What connections did you make while a student at Niagara that helped you obtain this job?
I had a bit of a unique experience as a student in that I was close with Father Joseph Levesque, who was president of the university during my time. After meeting him my freshman year at a dinner, we frequently would talk about my progress in school and about the future. Fr. Levesque shared with me his desire to change Niagara Falls, for the university to be a "good neighbor," and to make an impact on the lives of the people who live in poverty, like St. Vincent de Paul was committed to doing. Years after graduating, in 2012, I visited him in his office on the occasion of his retirement and spoke with him as we had so many times. I thanked him for helping so many of us-his students, faculty, employees-and I ended my rant with "you've done so much for so many people." He just looked at me, and in his way, smiled and said, "Matthew, can one ever really do enough?" That has always stuck with me and motivated me. Being in the nonprofit world often means we can never achieve all of our goals, but we never stop trying, we can never do enough, but, as was the case with Fr. Levesque, that will not stop us from trying. It's this tenacity and perseverance, I think, that got me to where I am doing the work of restoring communities.

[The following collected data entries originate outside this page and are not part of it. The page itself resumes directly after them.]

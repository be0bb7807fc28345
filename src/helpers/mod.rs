//! Helper bundles: groups of functions and filters registered into the
//! template environment.
//!
//! [`CoreHelpers`] is always registered. Applications add their own bundles
//! by implementing [`HelperBundle`].
//!
//! | name | kind | delegates to |
//! | --- | --- | --- |
//! | `base_url(path="/")` | function | router base path |
//! | `url_for(route, args={})` | function | router |
//! | `uri_for(route, args={}, query={})` | function | router |
//! | `current_url()` | function | request route, router |
//! | `current_uri()` | function | request |
//! | `mail_to(email)` | function | |
//! | `lpad(pad, length)`, `rpad(pad, length)` | filter | |
//! | `price(digits, dot=".")` | filter | |
//! | `trans(params={}, namespace=none)` | filter | translator |
//! | `ptrans(count, params={}, namespace=none)` | filter | translator |
//! | `etrans`, `eptrans`, `gtrans`, `gptrans` | filter | translator, fixed namespace |

mod format;
mod translation;
mod url;

pub use format::{format_price, left_pad, mail_to, right_pad};
pub use translation::namespace_from_route;
pub use url::normalize_path;

use crate::constants::{namespaces, CORE_BUNDLE};
use crate::services::{Params, Services};
use minijinja::value::{Value, ValueKind};
use minijinja::{Environment, ErrorKind};
use std::sync::Arc;

/// A named set of functions and filters that can be registered into the
/// template environment.
pub trait HelperBundle: Send + Sync {
    /// Name used to select the bundle from settings files.
    fn name(&self) -> &str;

    /// Adds the bundle's functions, filters and globals to `env`.
    fn register(&self, env: &mut Environment<'static>);
}

/// The built-in helpers: URL building, formatting and translation.
#[derive(Debug, Clone)]
pub struct CoreHelpers {
    services: Services,
}

impl CoreHelpers {
    pub fn new(services: Services) -> Self {
        Self { services }
    }

    pub fn services(&self) -> &Services {
        &self.services
    }
}

/// Converts a template mapping into string parameters.
///
/// Missing, undefined and `none` values yield an empty map.
fn to_params(value: Option<Value>) -> Result<Params, minijinja::Error> {
    let mut params = Params::new();
    let Some(value) = value else {
        return Ok(params);
    };
    if value.is_undefined() || value.is_none() {
        return Ok(params);
    }
    if value.kind() != ValueKind::Map {
        return Err(minijinja::Error::new(
            ErrorKind::InvalidOperation,
            format!("expected a mapping of parameters, got {}", value.kind()),
        ));
    }
    for key in value.try_iter()? {
        let item = value.get_item(&key)?;
        params.insert(key.to_string(), item.to_string());
    }
    Ok(params)
}

impl HelperBundle for CoreHelpers {
    fn name(&self) -> &str {
        CORE_BUNDLE
    }

    fn register(&self, env: &mut Environment<'static>) {
        let helpers = Arc::new(self.clone());

        env.add_filter("lpad", |text: Value, pad: String, length: usize| {
            Ok::<_, minijinja::Error>(left_pad(&text.to_string(), &pad, length)?)
        });
        env.add_filter("rpad", |text: Value, pad: String, length: usize| {
            Ok::<_, minijinja::Error>(right_pad(&text.to_string(), &pad, length)?)
        });
        env.add_filter("price", |value: Value, digits: usize, dot: Option<String>| {
            format_price(&value.to_string(), digits, dot.as_deref().unwrap_or("."))
        });
        env.add_function("mail_to", |email: String| mail_to(&email));

        let h = helpers.clone();
        env.add_function("base_url", move |path: Option<String>| {
            h.base_url(path.as_deref().unwrap_or("/"))
        });
        let h = helpers.clone();
        env.add_function("url_for", move |route: String, arguments: Option<Value>| {
            Ok::<_, minijinja::Error>(h.url_for(&route, &to_params(arguments)?)?)
        });
        let h = helpers.clone();
        env.add_function(
            "uri_for",
            move |route: String, arguments: Option<Value>, query: Option<Value>| {
                Ok::<_, minijinja::Error>(h.uri_for(
                    &route,
                    &to_params(arguments)?,
                    &to_params(query)?,
                )?)
            },
        );
        let h = helpers.clone();
        env.add_function("current_url", move || Ok::<_, minijinja::Error>(h.current_url()?));
        let h = helpers.clone();
        env.add_function("current_uri", move || h.current_uri());

        register_translation(env, "trans", "ptrans", &helpers);
        register_fixed_translation(env, "etrans", "eptrans", namespaces::ERRORS, &helpers);
        register_fixed_translation(env, "gtrans", "gptrans", namespaces::GENERAL, &helpers);
    }
}

/// Registers a `translate`/`plural_translate` filter pair whose last
/// argument selects the namespace.
fn register_translation(
    env: &mut Environment<'static>,
    name: &'static str,
    plural_name: &'static str,
    helpers: &Arc<CoreHelpers>,
) {
    let h = helpers.clone();
    env.add_filter(
        name,
        move |key: String, parameters: Option<Value>, namespace: Option<String>| {
            Ok::<_, minijinja::Error>(h.translate(
                &key,
                &to_params(parameters)?,
                namespace.as_deref(),
            )?)
        },
    );
    let h = helpers.clone();
    env.add_filter(
        plural_name,
        move |key: String, count: i64, parameters: Option<Value>, namespace: Option<String>| {
            Ok::<_, minijinja::Error>(h.plural_translate(
                &key,
                count,
                &to_params(parameters)?,
                namespace.as_deref(),
            )?)
        },
    );
}

/// Registers a filter pair bound to `namespace`. They take no namespace
/// argument.
fn register_fixed_translation(
    env: &mut Environment<'static>,
    name: &'static str,
    plural_name: &'static str,
    namespace: &'static str,
    helpers: &Arc<CoreHelpers>,
) {
    let h = helpers.clone();
    env.add_filter(name, move |key: String, parameters: Option<Value>| {
        Ok::<_, minijinja::Error>(h.translate(&key, &to_params(parameters)?, Some(namespace))?)
    });
    let h = helpers.clone();
    env.add_filter(
        plural_name,
        move |key: String, count: i64, parameters: Option<Value>| {
            Ok::<_, minijinja::Error>(h.plural_translate(
                &key,
                count,
                &to_params(parameters)?,
                Some(namespace),
            )?)
        },
    );
}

Why did you decide to work in the Niagara area?
This area is, first and foremost, where I want to build my home and family, and my love for the Niagara region was also fostered during my time on Monteagle Ridge. I have lived and worked in other places, including Philadelphia, Del Ray Beach, Fla., and Portland, Maine, and I have always wanted to be in Western New York to build a life here. Nothing compares to this region in terms of neighborliness, and our collective regional sense of identity is (for better, or worse) very strong.

How does your work help in the revitalization of the City of Niagara Falls/the Niagara region?
My work centers around addressing both the root causes of distress in the city of Niagara Falls and Niagara County, as well as treating the symptoms of that distress.

A favorite NU professor, Dr. John Stranges, wrote an amazing book about Niagara University called "The Rainbow Never Fades," and I often think of that when I think of Niagara Falls in context. The work of revitalization, and improving our community may never end, but it is my fervent belief that as long as there is water flowing over it, there is hope for the City of Niagara Falls. The rainbow will never fade.